== Work instruction ==
Among the entries below, find the lines with the word "layer" and return them.

----------

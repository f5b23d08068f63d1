//! Books.

use std::fmt;

use chrono::NaiveDate;
use serde::{Deserialize, Serialize};

use super::{Author, AuthorId, Resource, Validate, require};
use crate::ValidationError;

/// A book's id (`BookID`).
#[derive(Debug, Clone, Copy, PartialEq, Eq, Hash, PartialOrd, Ord, Serialize, Deserialize)]
#[serde(transparent)]
pub struct BookId(pub i64);

impl fmt::Display for BookId {
    fn fmt(&self, f: &mut fmt::Formatter<'_>) -> fmt::Result {
        write!(f, "{}", self.0)
    }
}

/// A book as returned by the API.
///
/// Apart from the id, the API may leave any field null, so they are all
/// optional here. `author` is the nested author record when the API
/// joined it in.
#[derive(Debug, Clone, PartialEq, Eq, Serialize, Deserialize)]
#[serde(rename_all = "PascalCase")]
pub struct Book {
    #[serde(rename = "BookID")]
    pub id: BookId,
    #[serde(default)]
    pub title: Option<String>,
    #[serde(rename = "AuthorID", default)]
    pub author_id: Option<AuthorId>,
    #[serde(default)]
    pub isbn: Option<String>,
    #[serde(default)]
    pub publication_date: Option<NaiveDate>,
    #[serde(default)]
    pub genre: Option<String>,
    #[serde(default)]
    pub available: Option<bool>,
    #[serde(default, skip_serializing_if = "Option::is_none")]
    pub cover_url: Option<String>,
    #[serde(rename = "author", default, skip_serializing_if = "Option::is_none")]
    pub author: Option<Author>,
}

impl Book {
    /// Books are available unless the API says otherwise.
    pub fn is_available(&self) -> bool {
        self.available.unwrap_or(true)
    }
}

/// Payload for creating a book.
#[derive(Debug, Clone, PartialEq, Eq, Serialize, Deserialize)]
#[serde(rename_all = "PascalCase")]
pub struct BookDraft {
    pub title: String,
    #[serde(rename = "AuthorID")]
    pub author_id: AuthorId,
    pub isbn: String,
    pub publication_date: NaiveDate,
    pub genre: String,
    pub available: bool,
    #[serde(default, skip_serializing_if = "Option::is_none")]
    pub cover_url: Option<String>,
}

impl Validate for BookDraft {
    fn validate(&self) -> Result<(), ValidationError> {
        require("Title", &self.title)?;
        require("Isbn", &self.isbn)?;
        require("Genre", &self.genre)?;
        if let Some(url) = &self.cover_url {
            if !(url.starts_with("http://") || url.starts_with("https://")) {
                return Err(ValidationError::new("CoverUrl", "must be an http(s) URL"));
            }
        }
        Ok(())
    }
}

/// Payload for updating a book. `None` fields are left as they are.
#[derive(Debug, Clone, Default, PartialEq, Eq, Serialize, Deserialize)]
#[serde(rename_all = "PascalCase")]
pub struct BookPatch {
    #[serde(skip_serializing_if = "Option::is_none")]
    pub title: Option<String>,
    #[serde(rename = "AuthorID", skip_serializing_if = "Option::is_none")]
    pub author_id: Option<AuthorId>,
    #[serde(skip_serializing_if = "Option::is_none")]
    pub isbn: Option<String>,
    #[serde(skip_serializing_if = "Option::is_none")]
    pub publication_date: Option<NaiveDate>,
    #[serde(skip_serializing_if = "Option::is_none")]
    pub genre: Option<String>,
    #[serde(skip_serializing_if = "Option::is_none")]
    pub available: Option<bool>,
    #[serde(skip_serializing_if = "Option::is_none")]
    pub cover_url: Option<String>,
}

impl From<BookDraft> for BookPatch {
    fn from(draft: BookDraft) -> Self {
        Self {
            title: Some(draft.title),
            author_id: Some(draft.author_id),
            isbn: Some(draft.isbn),
            publication_date: Some(draft.publication_date),
            genre: Some(draft.genre),
            available: Some(draft.available),
            cover_url: draft.cover_url,
        }
    }
}

/// Marker for the `/books` resource.
pub struct Books;

impl Resource for Books {
    const PATH: &'static str = "/books";
    const PLURAL: &'static str = "books";
    const SINGULAR: &'static str = "book";
    type Id = BookId;
    type Record = Book;
    type Draft = BookDraft;
    type Patch = BookPatch;
}
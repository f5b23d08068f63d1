//! Error types for the client layer.
//!
//! The variants follow what a caller (a form handler, a page loader) has
//! to do about the failure:
//!
//! | Variant | Meaning | Typical reaction |
//! |---|---|---|
//! | `Connectivity` | server unreachable | "is the backend running?" |
//! | `Auth` | login rejected | show the message on the login form |
//! | `AuthExpired` | token rejected mid-use | send the user to login |
//! | `NotAuthenticated` | no token stored | send the user to login |
//! | `Request` | any other non-2xx | show the message inline |

use buecheria_session::SessionError;

/// Errors returned by [`ApiClient`](crate::ApiClient) operations.
#[derive(Debug, thiserror::Error)]
pub enum ApiError {
    /// The request never got a response: connection refused, DNS failure,
    /// connection reset.
    #[error(
        "Cannot connect to server at {url}. Please make sure the backend is running."
    )]
    Connectivity {
        url: String,
        #[source]
        source: reqwest::Error,
    },

    /// The login endpoint rejected the credentials. Carries the server's
    /// message when it sent one.
    #[error("{0}")]
    Auth(String),

    /// An authenticated request came back 401. The session has already
    /// been cleared when this is returned.
    #[error("Authentication failed. Please login again.")]
    AuthExpired,

    /// An authenticated request was attempted with no token stored.
    /// No network call was made.
    #[error("No authentication token found")]
    NotAuthenticated,

    /// The stored token contains characters that can't go into an HTTP
    /// header.
    #[error("stored token is not a valid header value")]
    InvalidToken,

    /// Any other non-2xx response. `message` follows the detail → text →
    /// status-line fallback.
    #[error("{message}")]
    Request { status: u16, message: String },

    /// A 2xx response whose body didn't match the expected shape.
    #[error("unexpected response from {url}: {source}")]
    InvalidResponse {
        url: String,
        #[source]
        source: reqwest::Error,
    },

    /// A request body couldn't be serialized.
    #[error("failed to encode request body: {0}")]
    Encode(#[source] serde_json::Error),

    /// Bad configuration: unparseable base URL, unknown auth mode, HTTP
    /// client construction failure.
    #[error("invalid configuration: {0}")]
    Config(String),

    /// A draft failed client-side validation. No network call was made.
    #[error(transparent)]
    Validation(#[from] ValidationError),

    /// Reading or writing the session failed.
    #[error(transparent)]
    Session(#[from] SessionError),
}

impl ApiError {
    /// Returns the HTTP status for errors that carry one.
    pub fn status(&self) -> Option<u16> {
        match self {
            Self::Request { status, .. } => Some(*status),
            Self::AuthExpired => Some(401),
            _ => None,
        }
    }

    /// Returns `true` if the caller should send the user back to login.
    pub fn requires_login(&self) -> bool {
        matches!(self, Self::AuthExpired | Self::NotAuthenticated)
    }
}

/// A draft rejected before it was sent.
#[derive(Debug, Clone, PartialEq, Eq, thiserror::Error)]
#[error("{field}: {reason}")]
pub struct ValidationError {
    /// The API field name (`"Email"`, `"DueDate"`, ...).
    pub field: &'static str,

    /// Why it was rejected.
    pub reason: String,
}

impl ValidationError {
    pub(crate) fn new(field: &'static str, reason: impl Into<String>) -> Self {
        Self {
            field,
            reason: reason.into(),
        }
    }
}
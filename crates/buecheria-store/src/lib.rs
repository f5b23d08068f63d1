//! Key-value storage abstraction for Buecheria.
//!
//! The session layer persists three strings (`access_token`, `username`,
//! `role`) and needs nothing more than get/set/remove on string keys.
//! [`KeyValueStore`] is that interface, so callers can pick where a
//! session lives:
//!
//! - [`MemoryStore`] — process-local, gone when the process exits. Tests
//!   use it as the in-memory fake.
//! - [`FileStore`] — a JSON file on disk that survives restarts.
//!
//! # Feature Flags
//!
//! - `file` (default) — the [`FileStore`] implementation

mod error;
#[cfg(feature = "file")]
mod file;
mod memory;

pub use error::StoreError;
#[cfg(feature = "file")]
pub use file::FileStore;
pub use memory::MemoryStore;

/// A string-to-string store with interior mutability.
///
/// All methods take `&self`: the store is shared by every request a
/// client issues, and each implementation guards its own state.
///
/// # Trait bounds
///
/// - `Send + Sync` → the store can be read from concurrent async tasks.
/// - `'static` → it owns its data and can live inside a long-lived client.
pub trait KeyValueStore: Send + Sync + 'static {
    /// Returns the value stored under `key`, or `None` if absent.
    fn get(&self, key: &str) -> Result<Option<String>, StoreError>;

    /// Stores `value` under `key`, overwriting any previous value.
    fn set(&self, key: &str, value: &str) -> Result<(), StoreError>;

    /// Removes `key`. Removing a key that doesn't exist is not an error.
    fn remove(&self, key: &str) -> Result<(), StoreError>;
}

----------

== Solved exercise ==
//! Error types for the client layer.
//! The session layer persists three strings (`access_token`, `username`,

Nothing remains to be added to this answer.